- **Required work**
Return each entry exactly, so that nothing in the data differs from the original.

· · · · ·

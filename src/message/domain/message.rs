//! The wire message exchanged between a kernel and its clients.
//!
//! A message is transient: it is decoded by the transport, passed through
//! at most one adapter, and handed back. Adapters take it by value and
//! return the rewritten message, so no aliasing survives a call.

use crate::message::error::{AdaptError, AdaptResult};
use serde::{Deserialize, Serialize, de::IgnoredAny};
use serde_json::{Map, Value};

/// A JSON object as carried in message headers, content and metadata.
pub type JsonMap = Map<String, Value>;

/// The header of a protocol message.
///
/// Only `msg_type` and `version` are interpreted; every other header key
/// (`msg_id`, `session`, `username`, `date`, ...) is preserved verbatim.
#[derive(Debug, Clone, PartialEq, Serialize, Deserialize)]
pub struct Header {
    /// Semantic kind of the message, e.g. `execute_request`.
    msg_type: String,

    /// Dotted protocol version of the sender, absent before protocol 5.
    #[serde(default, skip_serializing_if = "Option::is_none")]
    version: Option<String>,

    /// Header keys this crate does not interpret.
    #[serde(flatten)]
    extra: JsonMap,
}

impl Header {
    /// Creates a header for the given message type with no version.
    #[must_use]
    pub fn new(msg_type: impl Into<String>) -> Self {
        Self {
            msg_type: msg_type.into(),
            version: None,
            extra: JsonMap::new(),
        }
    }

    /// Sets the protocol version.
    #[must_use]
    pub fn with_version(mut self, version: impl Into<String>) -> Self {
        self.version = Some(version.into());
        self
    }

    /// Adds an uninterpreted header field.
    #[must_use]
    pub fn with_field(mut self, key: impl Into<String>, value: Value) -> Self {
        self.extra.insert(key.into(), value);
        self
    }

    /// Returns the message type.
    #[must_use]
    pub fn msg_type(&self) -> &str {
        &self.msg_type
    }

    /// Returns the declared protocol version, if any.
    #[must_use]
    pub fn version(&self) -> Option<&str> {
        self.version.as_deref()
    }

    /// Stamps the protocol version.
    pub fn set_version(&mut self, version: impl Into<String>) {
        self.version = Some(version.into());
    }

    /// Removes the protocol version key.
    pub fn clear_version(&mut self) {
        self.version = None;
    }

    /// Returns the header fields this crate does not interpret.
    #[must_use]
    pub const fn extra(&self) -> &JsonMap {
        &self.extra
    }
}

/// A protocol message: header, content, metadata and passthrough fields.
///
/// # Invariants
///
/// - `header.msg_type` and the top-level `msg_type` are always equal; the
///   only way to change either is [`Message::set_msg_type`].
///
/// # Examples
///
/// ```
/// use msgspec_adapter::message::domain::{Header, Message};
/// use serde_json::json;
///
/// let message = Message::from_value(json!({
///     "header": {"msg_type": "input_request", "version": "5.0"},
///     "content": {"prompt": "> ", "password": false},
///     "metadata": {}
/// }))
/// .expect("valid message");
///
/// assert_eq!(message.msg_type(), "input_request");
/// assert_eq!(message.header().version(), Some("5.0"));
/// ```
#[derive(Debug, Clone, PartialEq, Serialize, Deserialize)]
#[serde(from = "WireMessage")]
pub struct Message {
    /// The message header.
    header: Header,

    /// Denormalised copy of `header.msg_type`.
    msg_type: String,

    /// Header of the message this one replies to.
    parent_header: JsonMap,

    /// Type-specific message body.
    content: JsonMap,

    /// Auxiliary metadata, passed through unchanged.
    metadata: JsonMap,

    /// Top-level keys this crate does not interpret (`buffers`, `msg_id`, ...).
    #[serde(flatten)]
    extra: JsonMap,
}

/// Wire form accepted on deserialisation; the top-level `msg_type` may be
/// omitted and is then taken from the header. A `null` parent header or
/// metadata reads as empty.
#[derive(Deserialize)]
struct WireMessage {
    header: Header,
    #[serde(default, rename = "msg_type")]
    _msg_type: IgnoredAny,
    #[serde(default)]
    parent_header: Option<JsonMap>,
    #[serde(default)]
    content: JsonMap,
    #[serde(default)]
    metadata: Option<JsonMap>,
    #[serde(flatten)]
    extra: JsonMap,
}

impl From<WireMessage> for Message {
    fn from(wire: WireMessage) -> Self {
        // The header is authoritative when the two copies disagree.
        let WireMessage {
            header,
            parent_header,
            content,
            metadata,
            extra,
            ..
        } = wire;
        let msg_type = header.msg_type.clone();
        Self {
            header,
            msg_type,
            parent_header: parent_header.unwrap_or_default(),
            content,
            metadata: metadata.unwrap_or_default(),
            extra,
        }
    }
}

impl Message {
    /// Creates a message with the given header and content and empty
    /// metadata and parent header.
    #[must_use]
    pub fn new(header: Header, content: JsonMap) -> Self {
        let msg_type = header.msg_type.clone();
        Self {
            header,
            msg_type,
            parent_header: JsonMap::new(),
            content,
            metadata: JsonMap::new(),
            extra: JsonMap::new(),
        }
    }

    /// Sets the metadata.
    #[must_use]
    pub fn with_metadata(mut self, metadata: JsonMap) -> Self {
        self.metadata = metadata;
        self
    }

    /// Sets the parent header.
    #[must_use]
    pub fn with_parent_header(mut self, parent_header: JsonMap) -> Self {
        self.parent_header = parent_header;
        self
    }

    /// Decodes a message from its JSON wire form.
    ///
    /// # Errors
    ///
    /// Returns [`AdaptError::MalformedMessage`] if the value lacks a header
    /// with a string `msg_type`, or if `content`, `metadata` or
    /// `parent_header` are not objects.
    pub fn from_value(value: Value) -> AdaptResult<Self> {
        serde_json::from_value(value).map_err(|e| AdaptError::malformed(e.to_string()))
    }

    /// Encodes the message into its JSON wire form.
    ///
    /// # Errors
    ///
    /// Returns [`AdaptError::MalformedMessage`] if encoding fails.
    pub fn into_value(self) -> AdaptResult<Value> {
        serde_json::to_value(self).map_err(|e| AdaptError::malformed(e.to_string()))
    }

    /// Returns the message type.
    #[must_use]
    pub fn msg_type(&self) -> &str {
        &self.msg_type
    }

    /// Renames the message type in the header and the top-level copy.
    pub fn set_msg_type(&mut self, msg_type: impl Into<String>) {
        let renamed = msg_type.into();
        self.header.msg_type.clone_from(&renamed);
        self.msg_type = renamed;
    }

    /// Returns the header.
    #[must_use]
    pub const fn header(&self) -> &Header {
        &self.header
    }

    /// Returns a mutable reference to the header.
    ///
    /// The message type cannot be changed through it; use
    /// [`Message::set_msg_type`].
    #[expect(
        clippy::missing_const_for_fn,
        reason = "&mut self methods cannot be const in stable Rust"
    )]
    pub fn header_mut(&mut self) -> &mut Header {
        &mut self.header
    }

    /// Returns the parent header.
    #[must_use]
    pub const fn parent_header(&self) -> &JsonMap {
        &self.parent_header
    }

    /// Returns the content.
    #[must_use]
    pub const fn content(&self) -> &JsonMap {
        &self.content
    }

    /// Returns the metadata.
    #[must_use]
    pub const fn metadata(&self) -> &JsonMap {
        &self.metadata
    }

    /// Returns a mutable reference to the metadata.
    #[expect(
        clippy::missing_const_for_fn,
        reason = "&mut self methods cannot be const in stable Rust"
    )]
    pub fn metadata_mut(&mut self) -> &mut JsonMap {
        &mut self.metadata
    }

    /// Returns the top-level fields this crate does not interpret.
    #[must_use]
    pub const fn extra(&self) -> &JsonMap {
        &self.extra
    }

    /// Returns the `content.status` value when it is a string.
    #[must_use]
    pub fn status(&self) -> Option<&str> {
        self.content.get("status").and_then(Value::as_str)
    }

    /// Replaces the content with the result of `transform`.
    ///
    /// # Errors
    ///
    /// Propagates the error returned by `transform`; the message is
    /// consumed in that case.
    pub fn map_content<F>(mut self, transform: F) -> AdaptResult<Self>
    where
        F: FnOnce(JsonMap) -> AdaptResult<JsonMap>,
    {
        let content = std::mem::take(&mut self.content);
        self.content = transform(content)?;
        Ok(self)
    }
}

· · · · ·

- **Response area**
filename src/message/domain/message.rs
//! The wire message exchanged between a kernel and its clients.
//!
//! A message is transient: it is decoded by the transport, passed through
//! at most one adapter, and handed back. Adapters take it by value and
//! return the rewritten message, so no aliasing survives a call.

use crate::message::error::{AdaptError, AdaptResult};
use serde::{Deserialize, Serialize, de::IgnoredAny};
use serde_json::{Map, Value};

/// A JSON object as carried in message headers, content and metadata.
pub type JsonMap = Map<String, Value>;

/// The header of a protocol message.
///
/// Only `msg_type` and `version` are interpreted; every other header key
/// (`msg_id`, `session`, `username`, `date`, ...) is preserved verbatim.
#[derive(Debug, Clone, PartialEq, Serialize, Deserialize)]
pub struct Header {
    /// Semantic kind of the message, e.g. `execute_request`.
    msg_type: String,

    /// Dotted protocol version of the sender, absent before protocol 5.
    #[serde(default, skip_serializing_if = "Option::is_none")]
    version: Option<String>,

    /// Header keys this crate does not interpret.
    #[serde(flatten)]
    extra: JsonMap,
}

impl Header {
    /// Creates a header for the given message type with no version.
    #[must_use]
    pub fn new(msg_type: impl Into<String>) -> Self {
        Self {
            msg_type: msg_type.into(),
            version: None,
            extra: JsonMap::new(),
        }
    }

    /// Sets the protocol version.
    #[must_use]
    pub fn with_version(mut self, version: impl Into<String>) -> Self {
        self.version = Some(version.into());
        self
    }

    /// Adds an uninterpreted header field.
    #[must_use]
    pub fn with_field(mut self, key: impl Into<String>, value: Value) -> Self {
        self.extra.insert(key.into(), value);
        self
    }

    /// Returns the message type.
    #[must_use]
    pub fn msg_type(&self) -> &str {
        &self.msg_type
    }

    /// Returns the declared protocol version, if any.
    #[must_use]
    pub fn version(&self) -> Option<&str> {
        self.version.as_deref()
    }

    /// Stamps the protocol version.
    pub fn set_version(&mut self, version: impl Into<String>) {
        self.version = Some(version.into());
    }

    /// Removes the protocol version key.
    pub fn clear_version(&mut self) {
        self.version = None;
    }

    /// Returns the header fields this crate does not interpret.
    #[must_use]
    pub const fn extra(&self) -> &JsonMap {
        &self.extra
    }
}

/// A protocol message: header, content, metadata and passthrough fields.
///
/// # Invariants
///
/// - `header.msg_type` and the top-level `msg_type` are always equal; the
///   only way to change either is [`Message::set_msg_type`].
///
/// # Examples
///
/// ```
/// use msgspec_adapter::message::domain::{Header, Message};
/// use serde_json::json;
///
/// let message = Message::from_value(json!({
///     "header": {"msg_type": "input_request", "version": "5.0"},
///     "content": {"prompt": "> ", "password": false},
///     "metadata": {}
/// }))
/// .expect("valid message");
///
/// assert_eq!(message.msg_type(), "input_request");
/// assert_eq!(message.header().version(), Some("5.0"));
/// ```
#[derive(Debug, Clone, PartialEq, Serialize, Deserialize)]
#[serde(from = "WireMessage")]
pub struct Message {
    /// The message header.
    header: Header,

    /// Denormalised copy of `header.msg_type`.
    msg_type: String,

    /// Header of the message this one replies to.
    parent_header: JsonMap,

    /// Type-specific message body.
    content: JsonMap,

    /// Auxiliary metadata, passed through unchanged.
    metadata: JsonMap,

    /// Top-level keys this crate does not interpret (`buffers`, `msg_id`, ...).
    #[serde(flatten)]
    extra: JsonMap,
}

/// Wire form accepted on deserialisation; the top-level `msg_type` may be
/// omitted and is then taken from the header. A `null` parent header or
/// metadata reads as empty.
#[derive(Deserialize)]
struct WireMessage {
    header: Header,
    #[serde(default, rename = "msg_type")]
    _msg_type: IgnoredAny,
    #[serde(default)]
    parent_header: Option<JsonMap>,
    #[serde(default)]
    content: JsonMap,
    #[serde(default)]
    metadata: Option<JsonMap>,
    #[serde(flatten)]
    extra: JsonMap,
}

impl From<WireMessage> for Message {
    fn from(wire: WireMessage) -> Self {
        // The header is authoritative when the two copies disagree.
        let WireMessage {
            header,
            parent_header,
            content,
            metadata,
            extra,
            ..
        } = wire;
        let msg_type = header.msg_type.clone();
        Self {
            header,
            msg_type,
            parent_header: parent_header.unwrap_or_default(),
            content,
            metadata: metadata.unwrap_or_default(),
            extra,
        }
    }
}

impl Message {
    /// Creates a message with the given header and content and empty
    /// metadata and parent header.
    #[must_use]
    pub fn new(header: Header, content: JsonMap) -> Self {
        let msg_type = header.msg_type.clone();
        Self {
            header,
            msg_type,
            parent_header: JsonMap::new(),
            content,
            metadata: JsonMap::new(),
            extra: JsonMap::new(),
        }
    }

    /// Sets the metadata.
    #[must_use]
    pub fn with_metadata(mut self, metadata: JsonMap) -> Self {
        self.metadata = metadata;
        self
    }

    /// Sets the parent header.
    #[must_use]
    pub fn with_parent_header(mut self, parent_header: JsonMap) -> Self {
        self.parent_header = parent_header;
        self
    }

    /// Decodes a message from its JSON wire form.
    ///
    /// # Errors
    ///
    /// Returns [`AdaptError::MalformedMessage`] if the value lacks a header
    /// with a string `msg_type`, or if `content`, `metadata` or
    /// `parent_header` are not objects.
    pub fn from_value(value: Value) -> AdaptResult<Self> {
        serde_json::from_value(value).map_err(|e| AdaptError::malformed(e.to_string()))
    }

    /// Encodes the message into its JSON wire form.
    ///
    /// # Errors
    ///
    /// Returns [`AdaptError::MalformedMessage`] if encoding fails.
    pub fn into_value(self) -> AdaptResult<Value> {
        serde_json::to_value(self).map_err(|e| AdaptError::malformed(e.to_string()))
    }

    /// Returns the message type.
    #[must_use]
    pub fn msg_type(&self) -> &str {
        &self.msg_type
    }

    /// Renames the message type in the header and the top-level copy.
    pub fn set_msg_type(&mut self, msg_type: impl Into<String>) {
        let renamed = msg_type.into();
        self.header.msg_type.clone_from(&renamed);
        self.msg_type = renamed;
    }

    /// Returns the header.
    #[must_use]
    pub const fn header(&self) -> &Header {
        &self.header
    }

    /// Returns a mutable reference to the header.
    ///
    /// The message type cannot be changed through it; use
    /// [`Message::set_msg_type`].
    #[expect(
        clippy::missing_const_for_fn,
        reason = "&mut self methods cannot be const in stable Rust"
    )]
    pub fn header_mut(&mut self) -> &mut Header {
        &mut self.header
    }

    /// Returns the parent header.
    #[must_use]
    pub const fn parent_header(&self) -> &JsonMap {
        &self.parent_header
    }

    /// Returns the content.
    #[must_use]
    pub const fn content(&self) -> &JsonMap {
        &self.content
    }

    /// Returns the metadata.
    #[must_use]
    pub const fn metadata(&self) -> &JsonMap {
        &self.metadata
    }

    /// Returns a mutable reference to the metadata.
    #[expect(
        clippy::missing_const_for_fn,
        reason = "&mut self methods cannot be const in stable Rust"
    )]
    pub fn metadata_mut(&mut self) -> &mut JsonMap {
        &mut self.metadata
    }

    /// Returns the top-level fields this crate does not interpret.
    #[must_use]
    pub const fn extra(&self) -> &JsonMap {
        &self.extra
    }

    /// Returns the `content.status` value when it is a string.
    #[must_use]
    pub fn status(&self) -> Option<&str> {
        self.content.get("status").and_then(Value::as_str)
    }

    /// Replaces the content with the result of `transform`.
    ///
    /// # Errors
    ///
    /// Propagates the error returned by `transform`; the message is
    /// consumed in that case.
    pub fn map_content<F>(mut self, transform: F) -> AdaptResult<Self>
    where
        F: FnOnce(JsonMap) -> AdaptResult<JsonMap>,
    {
        let content = std::mem::take(&mut self.content);
        self.content = transform(content)?;
        Ok(self)
    }
}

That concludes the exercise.